This article from Ambrose Evans-Pritchard dated 11th February sets a more optimistic note when he says that "With the right policy mix, the UK may even be the G7’s fastest growing economy again in 2022"

The UK’s explosive growth of 7.5pc last year is in one sense an illusion, but nevertheless good enough to crack a bottle of Kentish sparkling wine.

The purist methodology of the Office of National Statistics overstated the collapse in GDP during the first year of the pandemic and it has overstated the mechanical rebound on the way back up. France has seen the same distortion.
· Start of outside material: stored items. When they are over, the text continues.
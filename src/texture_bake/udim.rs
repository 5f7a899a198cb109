use std::fmt;

use glam::{vec2, Vec2};

use crate::scene::UvLayer;

/// Integer UV square a mesh's bake region starts in.
#[derive(Debug, Clone, Copy, PartialEq, Eq, Hash)]
pub struct UdimTile {
	pub u: i32,
	pub v: i32,
}

impl UdimTile {
	pub const FIRST: i32 = 1001;

	/// Tile holding the lower-left corner `min` of a UV bounding box.
	pub fn containing(min: Vec2) -> Self {
		Self {
			u: min.x.floor() as i32,
			v: min.y.floor() as i32,
		}
	}

	/// Tile of the minimum coordinate of a layer. `None` for an empty layer.
	pub fn of_layer(layer: &UvLayer) -> Option<Self> {
		layer.min().map(Self::containing)
	}

	/// `1001 + u + 10 * v`.
	pub fn number(self) -> i32 {
		Self::FIRST + self.u + 10 * self.v
	}

	/// Translation that moves this tile onto the unit square.
	pub fn to_unit(self) -> Vec2 {
		vec2(-(self.u as f32), -(self.v as f32))
	}
}

impl fmt::Display for UdimTile {
	fn fmt(&self, f: &mut fmt::Formatter<'_>) -> fmt::Result {
		write!(f, "{}", self.number())
	}
}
At the end of the day, the UK is in the middle of the G7 and OECD pack, just shy of its pre-pandemic level of GDP. Omicron shaved a bit off in December but the UK’s wave hit several weeks earlier. Effects will linger into early 2022 in much of the Continent, where ever less justifiable restrictions have persisted despite high rates of vaccination and antibodies.

Even so, the UK has recovered well ahead of Japan, Germany and Spain, and slightly ahead of Italy. France has done better but discretionary fiscal stimulus is enormous - Emmanuel Macron’s critics allege pre-electoral pump-priming (il crame la caisse) - so the comparison lacks relevance.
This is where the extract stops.